**The data**
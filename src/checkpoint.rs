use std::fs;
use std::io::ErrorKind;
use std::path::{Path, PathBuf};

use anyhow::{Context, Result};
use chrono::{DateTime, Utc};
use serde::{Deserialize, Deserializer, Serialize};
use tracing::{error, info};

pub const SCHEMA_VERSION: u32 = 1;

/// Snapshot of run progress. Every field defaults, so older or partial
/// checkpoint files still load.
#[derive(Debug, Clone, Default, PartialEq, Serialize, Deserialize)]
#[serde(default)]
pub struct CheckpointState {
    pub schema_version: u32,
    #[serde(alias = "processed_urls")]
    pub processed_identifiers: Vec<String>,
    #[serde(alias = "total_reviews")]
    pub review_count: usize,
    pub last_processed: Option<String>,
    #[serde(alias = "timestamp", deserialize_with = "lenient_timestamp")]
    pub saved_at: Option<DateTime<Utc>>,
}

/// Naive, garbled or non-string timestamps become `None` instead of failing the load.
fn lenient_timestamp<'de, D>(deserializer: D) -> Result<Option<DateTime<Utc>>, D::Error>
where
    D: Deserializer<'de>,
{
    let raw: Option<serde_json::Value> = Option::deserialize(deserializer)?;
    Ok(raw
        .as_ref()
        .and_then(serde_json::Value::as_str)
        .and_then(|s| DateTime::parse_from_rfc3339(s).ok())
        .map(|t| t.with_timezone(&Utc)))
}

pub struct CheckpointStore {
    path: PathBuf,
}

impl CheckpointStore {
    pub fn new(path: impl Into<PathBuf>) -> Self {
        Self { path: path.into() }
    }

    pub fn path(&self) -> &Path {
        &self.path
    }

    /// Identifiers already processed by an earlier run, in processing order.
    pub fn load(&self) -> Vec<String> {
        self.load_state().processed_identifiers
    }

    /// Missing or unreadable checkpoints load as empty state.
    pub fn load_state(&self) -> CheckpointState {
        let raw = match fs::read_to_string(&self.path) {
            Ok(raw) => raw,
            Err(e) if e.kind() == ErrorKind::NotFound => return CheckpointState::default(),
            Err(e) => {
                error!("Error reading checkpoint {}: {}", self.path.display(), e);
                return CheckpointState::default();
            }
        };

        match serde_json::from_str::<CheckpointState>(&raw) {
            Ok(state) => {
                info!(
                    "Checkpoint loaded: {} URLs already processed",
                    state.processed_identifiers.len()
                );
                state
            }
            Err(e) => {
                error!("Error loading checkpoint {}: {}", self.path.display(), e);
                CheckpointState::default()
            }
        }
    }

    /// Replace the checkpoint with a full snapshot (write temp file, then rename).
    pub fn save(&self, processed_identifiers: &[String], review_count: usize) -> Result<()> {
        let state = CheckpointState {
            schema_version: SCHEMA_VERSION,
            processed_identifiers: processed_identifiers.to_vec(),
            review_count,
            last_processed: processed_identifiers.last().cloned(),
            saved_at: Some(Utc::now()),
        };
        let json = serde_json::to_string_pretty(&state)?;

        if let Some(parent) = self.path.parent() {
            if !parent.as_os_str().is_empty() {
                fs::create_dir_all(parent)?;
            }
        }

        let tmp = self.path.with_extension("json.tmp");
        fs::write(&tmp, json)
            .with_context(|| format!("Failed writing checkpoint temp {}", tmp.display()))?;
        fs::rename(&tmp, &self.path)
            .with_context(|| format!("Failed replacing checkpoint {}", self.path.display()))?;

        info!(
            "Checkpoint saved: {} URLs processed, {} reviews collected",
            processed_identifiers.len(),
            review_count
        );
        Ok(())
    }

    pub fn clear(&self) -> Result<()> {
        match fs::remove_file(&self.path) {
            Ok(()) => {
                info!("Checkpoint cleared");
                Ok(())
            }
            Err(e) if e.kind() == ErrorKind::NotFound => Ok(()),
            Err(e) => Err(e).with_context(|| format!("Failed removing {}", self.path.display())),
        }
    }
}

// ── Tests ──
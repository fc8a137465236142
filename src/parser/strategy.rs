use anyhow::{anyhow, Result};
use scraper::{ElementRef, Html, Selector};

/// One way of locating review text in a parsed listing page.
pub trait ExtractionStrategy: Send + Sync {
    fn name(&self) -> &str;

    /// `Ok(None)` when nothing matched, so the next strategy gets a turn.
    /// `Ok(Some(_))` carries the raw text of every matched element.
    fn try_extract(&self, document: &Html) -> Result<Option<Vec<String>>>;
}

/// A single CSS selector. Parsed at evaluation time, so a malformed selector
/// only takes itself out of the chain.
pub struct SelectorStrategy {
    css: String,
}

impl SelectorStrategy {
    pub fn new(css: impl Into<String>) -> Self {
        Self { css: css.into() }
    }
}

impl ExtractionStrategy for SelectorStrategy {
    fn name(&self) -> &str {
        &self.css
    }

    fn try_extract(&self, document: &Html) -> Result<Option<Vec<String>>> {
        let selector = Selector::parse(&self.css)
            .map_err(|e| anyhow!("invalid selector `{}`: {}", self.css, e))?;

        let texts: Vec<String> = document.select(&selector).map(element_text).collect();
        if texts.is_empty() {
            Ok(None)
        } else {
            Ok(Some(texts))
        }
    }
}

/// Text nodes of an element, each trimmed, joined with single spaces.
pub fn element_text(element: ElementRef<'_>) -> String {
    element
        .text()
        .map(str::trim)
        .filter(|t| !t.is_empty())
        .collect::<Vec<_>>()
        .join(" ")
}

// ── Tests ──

==

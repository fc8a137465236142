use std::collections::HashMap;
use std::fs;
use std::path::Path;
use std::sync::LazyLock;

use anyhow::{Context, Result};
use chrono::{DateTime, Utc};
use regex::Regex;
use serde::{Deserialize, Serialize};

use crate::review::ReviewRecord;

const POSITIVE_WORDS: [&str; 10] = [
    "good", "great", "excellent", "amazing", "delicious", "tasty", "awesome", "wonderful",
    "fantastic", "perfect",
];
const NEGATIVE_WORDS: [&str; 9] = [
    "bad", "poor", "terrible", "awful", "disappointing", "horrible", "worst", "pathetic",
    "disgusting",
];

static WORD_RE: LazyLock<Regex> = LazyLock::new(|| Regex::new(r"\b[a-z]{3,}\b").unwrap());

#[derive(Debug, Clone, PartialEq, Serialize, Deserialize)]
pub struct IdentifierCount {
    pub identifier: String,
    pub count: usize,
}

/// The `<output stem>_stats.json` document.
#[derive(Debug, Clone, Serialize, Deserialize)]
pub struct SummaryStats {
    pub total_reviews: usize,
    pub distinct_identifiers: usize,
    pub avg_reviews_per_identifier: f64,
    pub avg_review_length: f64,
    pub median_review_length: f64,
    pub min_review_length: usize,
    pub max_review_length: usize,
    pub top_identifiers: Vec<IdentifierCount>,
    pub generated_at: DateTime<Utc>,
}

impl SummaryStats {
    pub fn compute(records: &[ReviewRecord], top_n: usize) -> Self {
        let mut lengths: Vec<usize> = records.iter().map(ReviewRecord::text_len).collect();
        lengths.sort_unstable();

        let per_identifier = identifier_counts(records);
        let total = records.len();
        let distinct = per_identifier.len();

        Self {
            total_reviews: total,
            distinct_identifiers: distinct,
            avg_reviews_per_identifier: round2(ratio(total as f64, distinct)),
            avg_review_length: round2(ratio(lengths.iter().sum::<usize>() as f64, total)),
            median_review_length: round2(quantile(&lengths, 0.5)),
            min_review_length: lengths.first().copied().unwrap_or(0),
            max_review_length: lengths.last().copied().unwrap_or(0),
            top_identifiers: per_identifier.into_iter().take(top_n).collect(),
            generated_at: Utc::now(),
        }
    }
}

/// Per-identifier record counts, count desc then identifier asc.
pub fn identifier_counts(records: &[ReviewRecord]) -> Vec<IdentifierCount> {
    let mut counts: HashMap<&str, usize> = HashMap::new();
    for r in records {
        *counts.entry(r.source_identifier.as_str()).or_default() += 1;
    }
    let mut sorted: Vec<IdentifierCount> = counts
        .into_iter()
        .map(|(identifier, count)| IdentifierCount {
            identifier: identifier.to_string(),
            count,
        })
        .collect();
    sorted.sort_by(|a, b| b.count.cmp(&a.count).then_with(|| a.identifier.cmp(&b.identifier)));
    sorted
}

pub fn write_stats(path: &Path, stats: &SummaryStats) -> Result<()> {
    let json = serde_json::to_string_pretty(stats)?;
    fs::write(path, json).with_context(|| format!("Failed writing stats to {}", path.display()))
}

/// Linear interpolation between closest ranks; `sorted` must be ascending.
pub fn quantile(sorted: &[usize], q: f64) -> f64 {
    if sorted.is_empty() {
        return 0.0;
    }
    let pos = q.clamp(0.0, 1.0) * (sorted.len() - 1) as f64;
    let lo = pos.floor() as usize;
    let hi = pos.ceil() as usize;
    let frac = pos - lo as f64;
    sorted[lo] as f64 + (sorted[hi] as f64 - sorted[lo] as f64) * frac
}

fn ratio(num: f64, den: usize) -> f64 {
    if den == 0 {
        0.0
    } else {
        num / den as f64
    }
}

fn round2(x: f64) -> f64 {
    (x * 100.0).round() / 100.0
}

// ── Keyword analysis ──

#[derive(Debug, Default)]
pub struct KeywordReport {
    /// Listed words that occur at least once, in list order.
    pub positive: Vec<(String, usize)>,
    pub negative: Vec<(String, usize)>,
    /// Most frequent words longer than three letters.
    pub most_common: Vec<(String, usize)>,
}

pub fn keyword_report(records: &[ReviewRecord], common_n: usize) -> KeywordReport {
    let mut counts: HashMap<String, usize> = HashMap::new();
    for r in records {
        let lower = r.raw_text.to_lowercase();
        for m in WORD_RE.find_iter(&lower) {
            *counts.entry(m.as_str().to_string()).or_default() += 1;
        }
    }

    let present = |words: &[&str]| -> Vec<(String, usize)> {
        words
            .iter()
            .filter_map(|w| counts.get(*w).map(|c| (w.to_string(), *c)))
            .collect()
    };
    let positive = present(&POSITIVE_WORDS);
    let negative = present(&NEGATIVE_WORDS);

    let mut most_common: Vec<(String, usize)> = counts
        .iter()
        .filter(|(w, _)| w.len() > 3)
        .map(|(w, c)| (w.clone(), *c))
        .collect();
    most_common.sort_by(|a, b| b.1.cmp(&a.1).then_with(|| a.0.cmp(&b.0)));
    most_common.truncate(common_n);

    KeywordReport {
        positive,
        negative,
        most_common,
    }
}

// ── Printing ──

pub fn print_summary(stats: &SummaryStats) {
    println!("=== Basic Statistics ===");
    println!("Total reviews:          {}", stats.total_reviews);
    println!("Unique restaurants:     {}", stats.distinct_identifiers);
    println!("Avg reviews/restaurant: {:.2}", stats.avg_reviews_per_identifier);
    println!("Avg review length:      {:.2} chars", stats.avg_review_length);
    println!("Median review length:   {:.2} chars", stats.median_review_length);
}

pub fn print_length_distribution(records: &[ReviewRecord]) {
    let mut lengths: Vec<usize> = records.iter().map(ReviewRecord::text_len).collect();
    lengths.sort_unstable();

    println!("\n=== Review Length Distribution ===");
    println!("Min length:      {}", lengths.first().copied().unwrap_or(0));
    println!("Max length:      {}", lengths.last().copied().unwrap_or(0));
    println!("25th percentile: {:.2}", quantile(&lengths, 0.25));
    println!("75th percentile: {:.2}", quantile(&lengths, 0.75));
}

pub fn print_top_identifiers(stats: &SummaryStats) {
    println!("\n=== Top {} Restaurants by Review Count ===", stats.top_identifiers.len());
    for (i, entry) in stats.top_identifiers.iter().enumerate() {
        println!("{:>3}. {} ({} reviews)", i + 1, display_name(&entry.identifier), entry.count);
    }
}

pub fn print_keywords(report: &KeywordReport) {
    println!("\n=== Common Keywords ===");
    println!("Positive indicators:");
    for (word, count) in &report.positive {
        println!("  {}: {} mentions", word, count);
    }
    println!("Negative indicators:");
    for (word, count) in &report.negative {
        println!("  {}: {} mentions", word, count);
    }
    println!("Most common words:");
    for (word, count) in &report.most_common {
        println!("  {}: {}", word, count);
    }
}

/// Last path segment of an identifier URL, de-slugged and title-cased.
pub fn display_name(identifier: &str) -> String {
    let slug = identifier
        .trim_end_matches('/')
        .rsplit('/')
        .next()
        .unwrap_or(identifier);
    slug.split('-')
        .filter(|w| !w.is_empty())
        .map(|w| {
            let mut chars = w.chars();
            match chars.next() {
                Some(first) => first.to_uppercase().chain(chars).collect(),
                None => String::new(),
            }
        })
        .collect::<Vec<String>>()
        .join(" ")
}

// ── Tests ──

**What to do**
From the entries, copy out each line containing the word "copied".

**Solution for this task**
            min_review_length: lengths.first().copied().unwrap_or(0),
            max_review_length: lengths.last().copied().unwrap_or(0),
    println!("Min length:      {}", lengths.first().copied().unwrap_or(0));
    println!("Max length:      {}", lengths.last().copied().unwrap_or(0));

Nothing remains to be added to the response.